Here I have zoomed to my 3 minute interval:




With a further zoom gets even better definition:
We also want to get the time of the interval, look at the time display at the bottom (in yellow):

We will need this time to review and analyze the respiratory and raw ECG data.


ECG raw:
Open the ECG_1 file from the binary download in Audacity:
The tracing will seem pretty worthless when first opened -

Remember to drag the window down to the bottom of the page, right click the Left axis to amplify the signal and then click the zoom button on the top menu bar.

Here is what the raw ECG looks like at full cycling power during my selected interval:
  • The R waves are quite sharp, relatively free of noise with no artifacts.

Here is a section of the ride when I was cruising at low power.  The waveform is so clean the P, QRS and T waves are well delineated:

This type of detail could be helpful in looking at RR interval quality, arrhythmias and even ischemic changes (to some extent).


Abdominal and thoracic respiration:
Extract the abdominal and thoracic wav files from the binary zip.  Open them as in the examples above and increase the signal amplitude.
Here is an example of the abdominal wav file. The large dark area in the middle is the interval I'm interested in.


If I drag over the area of interest and select the expand selection tool, the area is zoomed to the window width:

 We then have a nice look at the interval's abdominal motion:
  •  Each cycle up and down is one inhalation - exhalation cycle.

Amplitude of each sub-unit of the respiratory cycle:
There may be times when comparing the abdominal vs thoracic portion of total ventilation may be desired.  To do this we need some index of wave amplitude.  Here is a simple rough measurement technique.
We are able to get an idea of the wave amplitude if we treat it like an audio signal.  There is an Audacity plugin called ACX that will calculate the peak and RMS amplitude of a chosen selection.  You will need to download the ACX plugin and place it in the Plugin folder of Audacity (c:/program files/audacity/plugins).
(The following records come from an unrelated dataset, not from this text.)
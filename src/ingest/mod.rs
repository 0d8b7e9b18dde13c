//! Ingest layer for the external AQI service.
//!
//! Submodules:
//! - `aqi`: wire schema, the `MetricSource` collaborator trait, and the
//!   HTTP-backed implementation.

pub mod aqi;
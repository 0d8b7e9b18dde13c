//! Service configuration.
//!
//! Settings come from an optional TOML file merged with environment
//! overrides (loaded via `.env` when present), with defaults for
//! everything so the service runs unconfigured against a local API.
//!
//! Precedence: environment > config file > defaults.
//!
//! - `AQMON_CONFIG`: path of the TOML file (default `aqmon.toml`)
//! - `AQMON_API_URL`: base URL of the AQI service
//! - `AQMON_TIMEOUT_SECS`: per-request timeout in seconds

use std::path::Path;
use std::time::Duration;

use serde::Deserialize;
use thiserror::Error;

const DEFAULT_API_BASE_URL: &str = "http://localhost:5000/api";
const DEFAULT_TIMEOUT_SECS: u64 = 10;

#[derive(Debug, Clone, PartialEq, Eq, Deserialize)]
pub struct ServiceConfig {
    /// Base URL of the AQI service, without a trailing slash.
    #[serde(default = "default_api_base_url")]
    pub api_base_url: String,
    /// Per-request timeout. There is deliberately no batch-level
    /// timeout: this bound is what guarantees every batch completes.
    #[serde(default = "default_timeout_secs")]
    pub request_timeout_secs: u64,
}

fn default_api_base_url() -> String {
    DEFAULT_API_BASE_URL.to_string()
}

fn default_timeout_secs() -> u64 {
    DEFAULT_TIMEOUT_SECS
}

impl Default for ServiceConfig {
    fn default() -> Self {
        ServiceConfig {
            api_base_url: default_api_base_url(),
            request_timeout_secs: default_timeout_secs(),
        }
    }
}

impl ServiceConfig {
    pub fn request_timeout(&self) -> Duration {
        Duration::from_secs(self.request_timeout_secs)
    }

    /// Loads configuration from the conventional sources: `.env`, then
    /// the TOML file named by `AQMON_CONFIG` (if it exists), then
    /// per-setting environment overrides.
    pub fn load() -> Result<Self, ConfigError> {
        dotenv::dotenv().ok();
        let path = std::env::var("AQMON_CONFIG").unwrap_or_else(|_| "aqmon.toml".to_string());
        let mut config = Self::from_file_or_default(Path::new(&path))?;
        config.apply_env_overrides()?;
        Ok(config)
    }

    /// Parses the TOML file at `path`, falling back to defaults when
    /// the file does not exist. A file that exists but cannot be read
    /// or parsed is an error, not a silent default.
    pub fn from_file_or_default(path: &Path) -> Result<Self, ConfigError> {
        if !path.exists() {
            return Ok(ServiceConfig::default());
        }
        let raw = std::fs::read_to_string(path).map_err(|source| ConfigError::Read {
            path: path.display().to_string(),
            source,
        })?;
        toml::from_str(&raw).map_err(ConfigError::Parse)
    }

    fn apply_env_overrides(&mut self) -> Result<(), ConfigError> {
        if let Ok(url) = std::env::var("AQMON_API_URL") {
            self.api_base_url = url;
        }
        if let Ok(raw) = std::env::var("AQMON_TIMEOUT_SECS") {
            self.request_timeout_secs = raw.parse().map_err(|_| ConfigError::InvalidValue {
                key: "AQMON_TIMEOUT_SECS".to_string(),
                value: raw,
            })?;
        }
        Ok(())
    }
}

#[derive(Debug, Error)]
pub enum ConfigError {
    #[error("failed to read config file {path}: {source}")]
    Read {
        path: String,
        #[source]
        source: std::io::Error,
    },
    #[error("failed to parse config file: {0}")]
    Parse(#[from] toml::de::Error),
    #[error("invalid value for {key}: {value}")]
    InvalidValue { key: String, value: String },
}

// ---------------------------------------------------------------------------
// Tests
// ---------------------------------------------------------------------------
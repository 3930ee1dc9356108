use color_eyre::{eyre::eyre, Result};
use std::path::Path;
use tracing_appender::non_blocking::WorkerGuard;
use tracing_subscriber::EnvFilter;

/// Initialize file logging under `{data_dir}/logs`.
///
/// Stdout is reserved for the page protocol, so logs never go there.
/// `RUST_LOG` overrides the default filter. Keep the returned guard alive
/// for the lifetime of the process or buffered lines are lost.
pub fn init(data_dir: &Path, verbose: bool) -> Result<WorkerGuard> {
  let log_dir = data_dir.join("logs");
  std::fs::create_dir_all(&log_dir)
    .map_err(|e| eyre!("Failed to create log directory {}: {}", log_dir.display(), e))?;

  let appender = tracing_appender::rolling::daily(&log_dir, "nickberg-offline.log");
  let (writer, guard) = tracing_appender::non_blocking(appender);

  let filter = if verbose {
    "nickberg_offline=debug"
  } else {
    "nickberg_offline=info"
  };

  tracing_subscriber::fmt()
    .with_env_filter(EnvFilter::try_from_default_env().unwrap_or_else(|_| filter.into()))
    .with_writer(writer)
    .with_ansi(false)
    .with_target(true)
    .try_init()
    .map_err(|e| eyre!("Failed to initialize logging: {}", e))?;

  Ok(guard)
}
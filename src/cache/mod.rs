//! Versioned response caches for offline support.
//!
//! This module provides:
//! - Three partitions (static assets, API responses, images) per cache version
//! - Entries keyed by request identity with an injected `cached_at` timestamp
//! - Per-partition TTLs that flag stale entries without evicting them
//! - Deletion of caches left behind by older versions

mod layer;
mod storage;
mod traits;

pub use layer::{CacheLayer, Cached, PartitionCounts};
pub use storage::{CacheStorage, SqliteStorage};
pub use traits::{cache_key, CacheEntry, CacheResult, CacheSource, Partition, CACHED_AT_HEADER};

pub(crate) use storage::parse_datetime;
Here is a measurement of the RMS/peak of the 30 seconds after a one minute max effort for instance:
I have installed the ACX plugin, and triggered the analysis by choosing it under the Analyze menu (in red).  The RMS, peak are in yellow.

Zooming in further shows each respiratory cycle in greater detail:


Is this of any benefit?
On that subject, I'm not sure yet.  I did go back to look at some 3 minute VO2 peak intervals done before and after starting abdominal strength training to see if the ratio of thoracic to abdominal motion was altered.  Here is a listing of the RMS of every 30 seconds during the 3 minute intervals of both abdominal and thoracic motion files:

As you can see the percent of abdominal to total motion is remarkably stable from 10/8/18 to 8//19.  Although my diaphragm strength is substantially better and there is an improvement in lactate threshold testing, I don't see a difference in this particular metric.
However, if you have an interest in thoracic and abdominal respiratory testing, the above method may be of some use. 

Summary:
  • The raw binary files of the Hexoskin system can be used for multiple purposes.
  • These include RR interval quality, ECG waveform review, activity timestamping, separate abdominal and thoracic respiratory motion.
  • RR intervals need to be converted to be read by Kubios.
  • Wav files are readable in Audacity.
  • Signal RMS and peak strength can be roughly measured by the ACX plugin.
  • The usefulness of separate abdominal and thoracic motion analysis is something to think about.